Abstract:
Objectives With the drastic changes in the global climate, it is increasingly likely that the Arctic Passage will become fully navigable. However, current research on the navigability assessment of Arctic Passage faces the following challenges: Fragmented navigability assessment, difficulties in integrating multi-source heterogeneous data, as well as the lack of a systematic indicator system for complex influencing factors. Therefore, a knowledge graph chain rule and reasoning model for summer navigability decision-making is explored, and a knowledge graph construction method is proposed, thereby providing reliable and effective decision support for navigability assessment.
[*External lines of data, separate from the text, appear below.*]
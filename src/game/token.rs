//! Tokens
//!
//! A token is a single playing piece. Its maximum health is one of four
//! tiers; lighter tiers move further, current health drives attack power.

use std::fmt;
use serde::{Deserialize, Serialize};

use crate::core::grid::GridPos;
use crate::game::player::PlayerId;

/// Token identifier, unique within a game.
pub type TokenId = u32;

/// Maximum-health tier.
#[derive(Clone, Copy, Debug, PartialEq, Eq, Hash, PartialOrd, Ord, Serialize, Deserialize)]
#[serde(try_from = "u8", into = "u8")]
#[repr(u8)]
pub enum HealthTier {
    /// 10 health, moves 1.
    Ten = 10,
    /// 8 health, moves 1.
    Eight = 8,
    /// 6 health, moves 2.
    Six = 6,
    /// 4 health, moves 2.
    Four = 4,
}

impl HealthTier {
    /// All tiers, heaviest first (creation order).
    pub const ALL: [HealthTier; 4] = [
        HealthTier::Ten,
        HealthTier::Eight,
        HealthTier::Six,
        HealthTier::Four,
    ];

    /// Health value.
    #[inline]
    pub fn value(self) -> u8 {
        self as u8
    }

    /// Cells a token of this tier may move per turn.
    #[inline]
    pub fn movement_range(self) -> u32 {
        match self {
            HealthTier::Six | HealthTier::Four => 2,
            HealthTier::Ten | HealthTier::Eight => 1,
        }
    }

    /// Parse a health value.
    pub fn from_value(value: u8) -> Option<Self> {
        match value {
            10 => Some(HealthTier::Ten),
            8 => Some(HealthTier::Eight),
            6 => Some(HealthTier::Six),
            4 => Some(HealthTier::Four),
            _ => None,
        }
    }
}

impl TryFrom<u8> for HealthTier {
    type Error = String;

    fn try_from(value: u8) -> Result<Self, Self::Error> {
        HealthTier::from_value(value).ok_or_else(|| format!("invalid health tier {}", value))
    }
}

impl From<HealthTier> for u8 {
    fn from(tier: HealthTier) -> Self {
        tier.value()
    }
}

impl fmt::Display for HealthTier {
    fn fmt(&self, f: &mut fmt::Formatter<'_>) -> fmt::Result {
        write!(f, "{}hp", self.value())
    }
}

/// A playing piece.
#[derive(Clone, Debug, PartialEq, Eq, Serialize, Deserialize)]
pub struct Token {
    /// Unique id.
    pub id: TokenId,
    /// Owning player.
    pub player_id: PlayerId,
    /// Current health, `0..=max_health`.
    pub health: u8,
    /// Tier the token was created at.
    pub max_health: HealthTier,
    /// Board position (the owner's corner while in reserve).
    pub position: GridPos,
    /// False once health reaches zero.
    pub is_alive: bool,
    /// False while in reserve.
    pub is_deployed: bool,
}

impl Token {
    /// Create a reserve token at full health.
    pub fn new(id: TokenId, player_id: PlayerId, tier: HealthTier, position: GridPos) -> Self {
        Self {
            id,
            player_id,
            health: tier.value(),
            max_health: tier,
            position,
            is_alive: true,
            is_deployed: false,
        }
    }

    /// Cells this token may move per turn.
    #[inline]
    pub fn movement_range(&self) -> u32 {
        self.max_health.movement_range()
    }

    /// Damage this token deals: half its current health, rounded down.
    #[inline]
    pub fn attack_power(&self) -> u8 {
        self.health / 2
    }

    /// Apply damage. Returns true if this killed the token.
    pub fn take_damage(&mut self, amount: u8) -> bool {
        let was_alive = self.is_alive;
        self.health = self.health.saturating_sub(amount);
        if self.health == 0 {
            self.is_alive = false;
        }
        was_alive && !self.is_alive
    }

    /// Restore to full health.
    pub fn heal_to_full(&mut self) {
        if self.is_alive {
            self.health = self.max_health.value();
        }
    }

    /// Set position.
    #[inline]
    pub fn move_to(&mut self, position: GridPos) {
        self.position = position;
    }

    /// On the board and alive.
    #[inline]
    pub fn is_active(&self) -> bool {
        self.is_alive && self.is_deployed
    }

    /// In reserve and alive.
    #[inline]
    pub fn is_in_reserve(&self) -> bool {
        self.is_alive && !self.is_deployed
    }

    /// Manhattan distance to a position.
    #[inline]
    pub fn distance_to(&self, pos: GridPos) -> u32 {
        self.position.manhattan(pos)
    }

    /// One of the eight cells around this token (its own cell excluded).
    #[inline]
    pub fn is_adjacent_to(&self, pos: GridPos) -> bool {
        self.position.is_adjacent(pos)
    }

    /// Same owner?
    #[inline]
    pub fn is_friendly_to(&self, other: &Token) -> bool {
        self.player_id == other.player_id
    }
}

// =============================================================================
// TESTS
// =============================================================================

#[cfg(test)]
mod tests {
    use super::*;

    fn token(tier: HealthTier) -> Token {
        Token::new(1, PlayerId::from("p1"), tier, GridPos::new(5, 5))
    }

    #[test]
    fn test_movement_range_by_tier() {
        assert_eq!(token(HealthTier::Ten).movement_range(), 1);
        assert_eq!(token(HealthTier::Eight).movement_range(), 1);
        assert_eq!(token(HealthTier::Six).movement_range(), 2);
        assert_eq!(token(HealthTier::Four).movement_range(), 2);
    }

    #[test]
    fn test_attack_power_tracks_current_health() {
        let mut t = token(HealthTier::Ten);
        assert_eq!(t.attack_power(), 5);
        t.take_damage(3);
        assert_eq!(t.health, 7);
        assert_eq!(t.attack_power(), 3);
    }

    #[test]
    fn test_take_damage_clamps_and_kills() {
        let mut t = token(HealthTier::Four);
        assert!(t.take_damage(10));
        assert_eq!(t.health, 0);
        assert!(!t.is_alive);
        // Already dead
        assert!(!t.take_damage(1));
    }

    #[test]
    fn test_heal_to_full() {
        let mut t = token(HealthTier::Eight);
        t.take_damage(5);
        t.heal_to_full();
        assert_eq!(t.health, 8);
    }

    #[test]
    fn test_adjacency() {
        let t = token(HealthTier::Ten);
        assert!(t.is_adjacent_to(GridPos::new(4, 4)));
        assert!(t.is_adjacent_to(GridPos::new(6, 5)));
        assert!(!t.is_adjacent_to(GridPos::new(5, 5)));
        assert!(!t.is_adjacent_to(GridPos::new(7, 5)));
    }

    #[test]
    fn test_reserve_flags() {
        let mut t = token(HealthTier::Six);
        assert!(t.is_in_reserve());
        assert!(!t.is_active());
        t.is_deployed = true;
        assert!(t.is_active());
    }

    #[test]
    fn test_health_tier_serializes_as_integer() {
        assert_eq!(serde_json::to_string(&HealthTier::Six).unwrap(), "6");
        assert_eq!(serde_json::from_str::<HealthTier>("8").unwrap(), HealthTier::Eight);
        assert!(serde_json::from_str::<HealthTier>("7").is_err());
    }

    #[test]
    fn test_token_serde_roundtrip() {
        let t = token(HealthTier::Four);
        let json = serde_json::to_string(&t).unwrap();
        assert!(json.contains("\"position\":[5,5]"));
        let back: Token = serde_json::from_str(&json).unwrap();
        assert_eq!(t, back);
    }
}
Methods First, multimodal and multi-source data are preprocessed based on the relevant ontology model of Arctic Passage knowledge graph. Retrieval augmented generation technology combined with a large language model is used for ontology-guided data cleaning and verification. Entities and relationships are subsequently extracted to obtain high-confidence triples. Then, knowledge graph chain rules and reasoning models that meet decision-making needs are constructed, and the graph chain system is stored and managed using the Neo4j graph database. Finally, by incorporating the relevant rules and knowledge provided by experts in the polar field to query the knowledge graph library, the calculation and reasoning of the summer navigability of Arctic Passage are achieved.
Results The experimental verification is carried out on the example of the Northeast Passage from 2017 to 2021 and the international ship trajectory data in 2021.
Conclusions The results show that the proposed method can achieve reliable transformation from multi-source and multimodal data to decision-oriented summer navigability assessment knowledge.